I’m not crazy, either.
Yesterday, in extreme programming style, Travis and I worked as a team to lay out a lot of the structural framework of Acropolis. If the marriage of JQuery and CakePHP is our goal, we may not be at an official engagement yet, but the courtship has currently begun. A design pattern I had been working out in my head and sketching down on blank sheets of printer paper several 3 a.m.’s over the last few weeks has now begun to emerge in living form.
The goal is for the page to never have to reload. Why? Because that is how desktop applications work. It is what your average person is used to. It is what “real” software feels like. In order to facilitate this we have to create our own form of organization, our own pattern, so that we don’t confuse ourselves in a mess of “spaghetti-code,” where JQuery functions are intermittently and inconsistently interacting with server-side scripting. I have been down that road a few times by now, and after a certain point, if you don’t have a solid organizational scheme to keep everything in its place, you begin to repeat yourself. This means more code to maintain, more to remember, and more that has to be changed whenever you add a new feature. This is no good. Now Cake takes care of a lot of this, and if you’re content to work with the prototype libraries it comes “out of the box” with, then you’re good. But if you’re like me and you just can’t tear yourself away from the vast potentialities available in JQuery, you have to forge your own path.
(Incidently, the two CakePHP JQuery “helpers” out there don’t seem to really fit the bill. One just helps you with your naming conventions, and the other is, well, not quite as “helpful” as JQuery tends to be on its own.)
But the standard naming conventions and organization of CakePHP just begs to be taken advantage of. It is so hard to write about this in the abstract, so let me just try to hit on a few key points. Hopefully I can elaborate upon these points as we go.
Partial Layouts + AJAX = Never Having to Repeat Yourself.
Small sections of your code that may need to be updated on-the-fly can be stored in “elements.” For our products module, then, we created a “row” element. When we list our products in a table, one product per row, we make use of this row element to format the data in the view. Each row in the HTML (<tr>) is connected to the actual “row” in the database by giving the HTML row an id parameter that corresponds with the Product.id. Whenever the information in that row (database) changes, the row (HTML) is updated via JQuery by calling a function in the controller that calls the same element (row.ctp) used to generate the row in the first place. (I feel like I could have said that in 1/4 the number of words but oh well.)
Predictable naming schemes mean one JQuery function can serve many functions. Kind of like a crossing guard for code.

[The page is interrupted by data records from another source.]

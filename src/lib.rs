//! Tether — agent run streaming and resumption engine.
//!
//! A client-side engine for long-running agent runs: it consumes a run's
//! typed event stream, coalesces token chunks into bounded UI updates,
//! checkpoints progress durably so a reload can pick up mid-run, gates on
//! human approval interrupts, and reconciles local state with authoritative
//! server status when a stream ends.
//!
//! # Quick Start
//!
//! ```no_run
//! use std::sync::Arc;
//! use tether::prelude::*;
//! use tether::engine::registry::FileRegistryStore;
//! use tether::transport::http::HttpTransport;
//!
//! # async fn example() -> Result<(), TetherError> {
//! let transport = Arc::new(HttpTransport::new("http://localhost:8080"));
//! let engine = StreamEngine::new(
//!     transport.clone(),
//!     transport,
//!     Arc::new(FileRegistryStore::new_default()),
//!     EngineConfig::from_env(),
//! );
//! engine.start()?;
//!
//! engine
//!     .send_prompt("conv-1", "ws-1", "analyst", "Summarize @report.pdf")
//!     .await?;
//! # Ok(())
//! # }
//! ```

pub mod config;
pub mod engine;
pub mod error;
pub mod events;
pub mod prelude;
pub mod transport;
pub mod types;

We constructed our own pattern for “actions” that can be used across modules (e.g. Products, Cateogories, Orders, etc.). We again made use of parameters inherent in HTML. For example, we use a link to fire the action to edit a product row. The code looks something like this:
<a href=”/products/edit/1″ class=”action” id=”Product/products/edit/1″>test</a>
What this basically means is that, first off, if your user is not using javascript the link will work normally, taking the user to /products/edit/1 where he/she can edit product with an id of 1.
If your user’s browser does use javascript, however, then JQuery takes over and things get very exciting. JQuery, upon document load, binds a click event to all elements with a class of “action.” When an action is clicked, JQuery takes the id of the clicked element and splits it up by ‘/’ and loads it into an array data[]. At this point it has all the information it needs.
var modelName = data[0];
var controllerName = data[1];
var actionName = data[2];
var actionId = data[3];
Now we are able to build an AJAX request to pull up a form and place it in a lightbox or whatever. In our case we chose to simply hide the table and then, after save, get rid of the form and re-display the table. Before we do that, however, we are able to update the row that has changed, which is easy, because we have the id of the row to be changed, and row.ctp is easily accessible in our elements directory. All we really need is a small function in the controller that delivers up the HTML of the one row based upon the supplied id.

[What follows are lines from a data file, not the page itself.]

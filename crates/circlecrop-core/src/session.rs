//! Session state for one crop workflow.
//!
//! A session moves through three phases:
//!
//! ```text
//!            load            render
//!   Idle ----------> Cropping -------> Result
//!    ^                  |                 |
//!    +---- reset -------+------ reset ----+
//! ```
//!
//! Every operation either succeeds and applies its transition, or fails and
//! leaves the phase, image and result as they were. Failures are logged here, at the
//! operation boundary, and returned to the caller.
//!
//! # Stale loads
//!
//! Reading a `File` in the browser is asynchronous, so a load is split into
//! [`Session::begin_load`] and [`Session::finish_load`]. The ticket handed out
//! by `begin_load` records the session generation; a reset or a newer load
//! advances the generation and the older ticket's completion is ignored.

use std::fmt;

use serde::{Deserialize, Serialize};

use crate::config::PipelineConfig;
use crate::decode::{decode_image, exceeds_upload_limit, RasterImage, SourceImage};
use crate::encode::{export, ExportedFile, FormatPolicy};
use crate::error::CropError;
use crate::geometry::{CropControls, CropRect};
use crate::resize::{apply_size_policy, SizePolicy};
use crate::transform::render_circular;

/// Pipeline stage of a session.
#[derive(Debug, Clone, Copy, PartialEq, Eq, Serialize, Deserialize)]
#[serde(rename_all = "lowercase")]
pub enum Phase {
    /// No image loaded.
    Idle,
    /// An image is loaded and the user is adjusting the crop.
    Cropping,
    /// A circular crop has been rendered.
    Result,
}

impl Phase {
    pub fn as_str(self) -> &'static str {
        match self {
            Phase::Idle => "idle",
            Phase::Cropping => "cropping",
            Phase::Result => "result",
        }
    }
}

impl fmt::Display for Phase {
    fn fmt(&self, f: &mut fmt::Formatter<'_>) -> fmt::Result {
        f.write_str(self.as_str())
    }
}

/// Proof that a load was started at a given generation.
#[derive(Debug, Clone, Copy, PartialEq, Eq)]
pub struct LoadTicket {
    generation: u64,
}

impl LoadTicket {
    pub fn generation(&self) -> u64 {
        self.generation
    }
}

/// What happened to a completed load.
#[derive(Debug, Clone, Copy, PartialEq, Eq)]
pub enum LoadOutcome {
    /// The image was decoded and the session is now cropping it.
    Loaded { width: u32, height: u32 },
    /// The session moved on after the load started; nothing changed.
    Stale,
}

#[derive(Debug)]
enum Stage {
    Idle,
    Cropping {
        source: SourceImage,
        pending: Option<CropRect>,
    },
    Result {
        cropped: RasterImage,
    },
}

/// State for a single crop workflow.
#[derive(Debug)]
pub struct Session {
    config: PipelineConfig,
    stage: Stage,
    controls: CropControls,
    format: FormatPolicy,
    size: SizePolicy,
    generation: u64,
}

impl Default for Session {
    fn default() -> Self {
        Self::new(PipelineConfig::default())
    }
}

impl Session {
    pub fn new(config: PipelineConfig) -> Self {
        Self {
            config,
            stage: Stage::Idle,
            controls: CropControls::default(),
            format: FormatPolicy::default(),
            size: SizePolicy::default(),
            generation: 0,
        }
    }

    pub fn phase(&self) -> Phase {
        match self.stage {
            Stage::Idle => Phase::Idle,
            Stage::Cropping { .. } => Phase::Cropping,
            Stage::Result { .. } => Phase::Result,
        }
    }

    pub fn generation(&self) -> u64 {
        self.generation
    }

    pub fn config(&self) -> &PipelineConfig {
        &self.config
    }

    pub fn controls(&self) -> &CropControls {
        &self.controls
    }

    pub fn format(&self) -> FormatPolicy {
        self.format
    }

    pub fn size(&self) -> SizePolicy {
        self.size
    }

    /// Change the export format. Allowed in any phase.
    pub fn set_format(&mut self, format: FormatPolicy) {
        self.format = format;
    }

    /// Change the export size. Allowed in any phase.
    pub fn set_size(&mut self, size: SizePolicy) {
        self.size = size;
    }

    pub fn set_zoom(&mut self, zoom: f64) {
        self.controls.set_zoom(zoom);
    }

    pub fn set_rotation(&mut self, degrees: f64) {
        self.controls.set_rotation(degrees);
    }

    /// The loaded source, while cropping.
    pub fn source(&self) -> Option<&SourceImage> {
        match &self.stage {
            Stage::Cropping { source, .. } => Some(source),
            _ => None,
        }
    }

    /// The most recent crop rectangle reported by the widget.
    pub fn pending_crop(&self) -> Option<&CropRect> {
        match &self.stage {
            Stage::Cropping { pending, .. } => pending.as_ref(),
            _ => None,
        }
    }

    /// The rendered circle, once in the result phase.
    pub fn cropped(&self) -> Option<&RasterImage> {
        match &self.stage {
            Stage::Result { cropped } => Some(cropped),
            _ => None,
        }
    }

    /// Start loading a file. Any load started earlier becomes stale.
    pub fn begin_load(&mut self) -> LoadTicket {
        self.generation += 1;
        LoadTicket {
            generation: self.generation,
        }
    }

    /// Complete a load started with [`begin_load`](Self::begin_load).
    ///
    /// On success the session enters `Cropping` with fresh controls,
    /// discarding any previous image or result. A decode failure leaves the
    /// session untouched.
    pub fn finish_load(
        &mut self,
        ticket: LoadTicket,
        bytes: &[u8],
    ) -> Result<LoadOutcome, CropError> {
        if ticket.generation != self.generation {
            log::debug!(
                "ignoring stale load (ticket {}, session {})",
                ticket.generation,
                self.generation
            );
            return Ok(LoadOutcome::Stale);
        }

        if exceeds_upload_limit(bytes.len() as u64, self.config.max_upload_bytes) {
            log::warn!(
                "image is {} bytes, above the advisory limit of {}",
                bytes.len(),
                self.config.max_upload_bytes
            );
        }

        let source = logged("load", decode_image(bytes).map_err(CropError::from))?;
        let (width, height) = (source.natural_width(), source.natural_height());

        self.stage = Stage::Cropping {
            source,
            pending: None,
        };
        self.controls = CropControls::default();
        log::info!("loaded {width}x{height} image, now cropping");

        Ok(LoadOutcome::Loaded { width, height })
    }

    /// Convenience for callers that already hold the bytes.
    pub fn load(&mut self, bytes: &[u8]) -> Result<LoadOutcome, CropError> {
        let ticket = self.begin_load();
        self.finish_load(ticket, bytes)
    }

    /// Record the on-screen size of the source image.
    pub fn set_display_size(&mut self, width: f64, height: f64) -> Result<(), CropError> {
        match &mut self.stage {
            Stage::Cropping { source, .. } => {
                if !source.set_display_size(width, height) {
                    log::warn!("ignoring invalid display size {width}x{height}");
                }
                Ok(())
            }
            _ => logged("set display size", Err(self.invalid_phase("set display size"))),
        }
    }

    /// Store the latest crop rectangle from the widget (display coordinates).
    pub fn update_crop_area(&mut self, rect: CropRect) -> Result<(), CropError> {
        match &mut self.stage {
            Stage::Cropping { pending, .. } => {
                *pending = Some(rect);
                Ok(())
            }
            _ => logged("update crop area", Err(self.invalid_phase("update crop area"))),
        }
    }

    /// Render the circular crop and move to `Result`.
    ///
    /// Fails with `MissingGeometry` if no crop area was reported; the session
    /// then stays in `Cropping`.
    /// Returns the side of the rendered square.
    pub fn render(&mut self) -> Result<u32, CropError> {
        let cropped = match &self.stage {
            Stage::Cropping { source, pending } => logged(
                "render",
                render_circular(source, pending.as_ref(), self.controls.rotation()),
            )?,
            _ => return logged("render", Err(self.invalid_phase("render"))),
        };

        let side = cropped.width;
        log::info!("rendered {side}x{side} circle");
        self.stage = Stage::Result { cropped };

        Ok(side)
    }

    /// Resize and encode the result with the current policies.
    ///
    /// Export does not change the phase.
    pub fn export(&self) -> Result<ExportedFile, CropError> {
        let Stage::Result { cropped } = &self.stage else {
            return logged("export", Err(self.invalid_phase("export")));
        };

        let resized = logged(
            "export",
            apply_size_policy(cropped, self.size, self.config.resize_filter)
                .map_err(CropError::from),
        )?;
        logged(
            "export",
            export(&resized, self.format, &self.config).map_err(CropError::from),
        )
    }

    /// Drop any image or result and return to `Idle`.
    ///
    /// Loads started before the reset resolve as stale.
    pub fn reset(&mut self) {
        self.generation += 1;
        self.stage = Stage::Idle;
        self.controls = CropControls::default();
        log::info!("session reset");
    }

    fn invalid_phase(&self, operation: &'static str) -> CropError {
        CropError::InvalidPhase {
            operation,
            phase: self.phase(),
        }
    }
}

fn logged<T>(operation: &str, result: Result<T, CropError>) -> Result<T, CropError> {
    if let Err(e) = &result {
        log::warn!("{operation} failed: {e}");
    }
    result
}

I am sure it is difficult to picture, so I hope we will soon be able to post a link to a demo. But the result is a very fluid, and lightning-fast user experience that feels much more like “real” software than most people are used to experiencing in a browser. But what makes me excited is how squeaky clean and extensible this structure is. We have a few kinks to work out but once thats done our work will mostly involve customizing forms and the layout.